[[ EXTRACTED MATERIAL open ]]
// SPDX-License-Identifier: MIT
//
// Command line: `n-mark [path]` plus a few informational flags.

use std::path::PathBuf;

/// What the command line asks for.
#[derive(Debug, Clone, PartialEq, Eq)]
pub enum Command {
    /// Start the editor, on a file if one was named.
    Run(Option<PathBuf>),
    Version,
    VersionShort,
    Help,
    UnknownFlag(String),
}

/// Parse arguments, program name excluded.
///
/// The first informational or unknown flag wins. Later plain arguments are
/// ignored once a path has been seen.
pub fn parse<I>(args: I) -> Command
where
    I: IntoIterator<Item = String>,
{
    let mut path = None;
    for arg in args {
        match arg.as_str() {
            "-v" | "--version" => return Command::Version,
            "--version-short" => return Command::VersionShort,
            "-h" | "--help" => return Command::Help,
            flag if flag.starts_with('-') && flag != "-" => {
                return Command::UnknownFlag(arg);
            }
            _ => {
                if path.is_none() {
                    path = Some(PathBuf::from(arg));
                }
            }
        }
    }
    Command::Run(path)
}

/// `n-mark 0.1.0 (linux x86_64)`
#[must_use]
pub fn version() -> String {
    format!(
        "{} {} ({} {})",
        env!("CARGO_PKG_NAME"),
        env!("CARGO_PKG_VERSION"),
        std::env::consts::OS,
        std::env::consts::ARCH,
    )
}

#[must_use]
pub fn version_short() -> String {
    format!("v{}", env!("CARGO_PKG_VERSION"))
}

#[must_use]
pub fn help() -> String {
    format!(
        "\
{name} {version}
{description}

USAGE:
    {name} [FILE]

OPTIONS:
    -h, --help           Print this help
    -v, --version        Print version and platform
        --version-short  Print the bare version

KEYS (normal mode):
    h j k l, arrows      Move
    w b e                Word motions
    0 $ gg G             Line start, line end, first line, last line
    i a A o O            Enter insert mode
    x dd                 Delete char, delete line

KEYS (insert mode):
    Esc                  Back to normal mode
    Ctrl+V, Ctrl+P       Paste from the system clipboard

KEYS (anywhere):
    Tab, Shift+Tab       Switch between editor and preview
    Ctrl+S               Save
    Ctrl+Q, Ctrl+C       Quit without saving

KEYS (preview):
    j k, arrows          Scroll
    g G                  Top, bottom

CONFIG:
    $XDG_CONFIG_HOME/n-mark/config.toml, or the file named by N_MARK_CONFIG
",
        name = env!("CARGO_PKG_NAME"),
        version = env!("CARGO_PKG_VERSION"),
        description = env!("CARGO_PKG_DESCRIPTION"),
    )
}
[[ EXTRACTED MATERIAL closed ]]
Search the listing for the string "VersionShort". Copy each line where it is found.

EXPECTED OUTPUT:
    VersionShort,
            "--version-short" => return Command::VersionShort,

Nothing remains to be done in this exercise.